Signatures of strong magnetization and a metal-poor atmosphere for a Neptune-sized exoplanet

The magnetosphere of an exoplanet has yet to be unambiguously detected. Investigations of star–planet interaction and neutral atomic hydrogen absorption during transit to detect magnetic fields in hot Jupiters have been inconclusive, and interpretations of the transit absorption non-unique. In contrast, ionized species escaping a magnetized exoplanet, particularly from the polar caps, should populate the magnetosphere, allowing detection of different regions from the plasmasphere to the extended magnetotail and characterization of the magnetic field producing them.
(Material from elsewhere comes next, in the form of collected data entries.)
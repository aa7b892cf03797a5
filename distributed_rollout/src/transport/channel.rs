//! In-process transport over crossbeam channels.
//!
//! Each peer gets its own command channel; all peers share one result channel
//! into the coordinator's inbox. Channels are unbounded so a broadcast never
//! blocks on a slow peer.
//!
//! ```text
//!                 broadcast                     receive
//! ChannelTransport ──┬──> actor.0 commands      inbox <──┬── actor.0 results
//!                    ├──> actor.1 commands               ├── actor.1 results
//!                    └──> actor.N commands               └── actor.N results
//! ```

use super::{Transport, TransportError};
use crate::messages::{Envelope, MsgTag, PeerCommand, PeerId, RolloutResult, SessionKind};
use crossbeam_channel::{unbounded, Receiver, Sender, TryRecvError};
use std::collections::HashMap;

struct PeerLink<M> {
    id: PeerId,
    tx: Sender<Envelope<PeerCommand<M>>>,
}

/// Coordinator side of an in-process peer group.
pub struct ChannelTransport<M, E> {
    node: PeerId,
    groups: HashMap<String, Vec<PeerLink<M>>>,
    inbox: Receiver<Envelope<RolloutResult<E>>>,
}

/// Peer side of an in-process peer group.
pub struct PeerEndpoint<M, E> {
    id: PeerId,
    role: String,
    coordinator: PeerId,
    commands: Receiver<Envelope<PeerCommand<M>>>,
    results: Sender<Envelope<RolloutResult<E>>>,
}

impl<M, E> PeerEndpoint<M, E> {
    /// Identity of this peer.
    pub fn id(&self) -> &PeerId {
        &self.id
    }

    /// Role label of the group this peer belongs to.
    pub fn role(&self) -> &str {
        &self.role
    }

    /// Identity of the coordinator this peer reports to.
    pub fn coordinator(&self) -> &PeerId {
        &self.coordinator
    }

    /// Block until the next command arrives.
    pub fn recv(&self) -> Result<Envelope<PeerCommand<M>>, TransportError> {
        self.commands.recv().map_err(|_| TransportError::Disconnected)
    }

    /// Next command if one is already queued.
    pub fn try_recv(&self) -> Result<Option<Envelope<PeerCommand<M>>>, TransportError> {
        match self.commands.try_recv() {
            Ok(env) => Ok(Some(env)),
            Err(TryRecvError::Empty) => Ok(None),
            Err(TryRecvError::Disconnected) => Err(TransportError::Disconnected),
        }
    }

    /// Send a result to the coordinator.
    pub fn send_result(&self, result: RolloutResult<E>) -> Result<(), TransportError> {
        let env = Envelope::new(
            self.id.clone(),
            MsgTag::RolloutResult,
            SessionKind::Task,
            result,
        );
        self.results.send(env).map_err(|_| TransportError::Disconnected)
    }
}

/// Builder for an in-process coordinator and its peer endpoints.
#[derive(Debug, Clone)]
pub struct ChannelTransportBuilder {
    node: PeerId,
    groups: Vec<(String, usize)>,
}

impl ChannelTransportBuilder {
    /// Start a builder for the coordinator node `node`.
    pub fn new(node: impl Into<PeerId>) -> Self {
        Self {
            node: node.into(),
            groups: Vec::new(),
        }
    }

    /// Register a group of `n_peers` peers under `role`.
    ///
    /// Peers are named `{role}.{i}`.
    pub fn with_group(mut self, role: impl Into<String>, n_peers: usize) -> Self {
        self.groups.push((role.into(), n_peers));
        self
    }

    /// Create the channels.
    ///
    /// Endpoints are returned in registration order, peers of one group
    /// numbered from 0.
    pub fn build<M, E>(self) -> (ChannelTransport<M, E>, Vec<PeerEndpoint<M, E>>) {
        let (result_tx, inbox) = unbounded();
        let mut groups: HashMap<String, Vec<PeerLink<M>>> = HashMap::new();
        let mut endpoints = Vec::new();

        for (role, n_peers) in self.groups {
            let links = groups.entry(role.clone()).or_default();
            let offset = links.len();
            for i in offset..offset + n_peers {
                let id = PeerId::new(format!("{}.{}", role, i));
                let (tx, commands) = unbounded();
                links.push(PeerLink { id: id.clone(), tx });
                endpoints.push(PeerEndpoint {
                    id,
                    role: role.clone(),
                    coordinator: self.node.clone(),
                    commands,
                    results: result_tx.clone(),
                });
            }
        }

        let transport = ChannelTransport {
            node: self.node,
            groups,
            inbox,
        };
        (transport, endpoints)
    }
}

impl<M, E> ChannelTransport<M, E> {
    /// Results queued in the inbox and not yet received.
    pub fn pending(&self) -> usize {
        self.inbox.len()
    }
}

impl<M: Clone, E> Transport<M, E> for ChannelTransport<M, E> {
    fn node(&self) -> &PeerId {
        &self.node
    }

    fn peers(&self, role: &str) -> Result<Vec<PeerId>, TransportError> {
        self.groups
            .get(role)
            .map(|links| links.iter().map(|l| l.id.clone()).collect())
            .ok_or_else(|| TransportError::UnknownGroup(role.to_string()))
    }

    fn broadcast(&self, role: &str, command: PeerCommand<M>) -> Result<(), TransportError> {
        let links = self
            .groups
            .get(role)
            .ok_or_else(|| TransportError::UnknownGroup(role.to_string()))?;

        let tag = command.tag();
        let session = command.session();
        for link in links {
            let env = Envelope::new(self.node.clone(), tag, session, command.clone());
            if link.tx.send(env).is_err() {
                log::warn!("Peer {} is gone, dropped {} message", link.id, tag);
            }
        }
        Ok(())
    }

    fn receive(&self) -> Result<Envelope<RolloutResult<E>>, TransportError> {
        self.inbox.recv().map_err(|_| TransportError::Disconnected)
    }
}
Here we report ultraviolet observations of HAT-P-11 b, a low-mass (0.08 MJ) exoplanet showing strong, phase-extended transit absorption of neutral hydrogen (maximum and tail transit depths of 32 ± 4% and 27 ± 4%) and singly ionized carbon (15 ± 4% and 12.5 ± 4%). We show that the atmosphere should have less than six times the solar metallicity (at 200 bar), and the exoplanet must also have an extended magnetotail (1.8–3.1 au). The HAT-P-11 b equatorial magnetic field strength should be about 1–5 G. Our panchromatic approach using ionized species to simultaneously derive metallicity and magnetic field strength can now constrain interior and dynamo models of exoplanets, with implications for formation and evolution scenarios.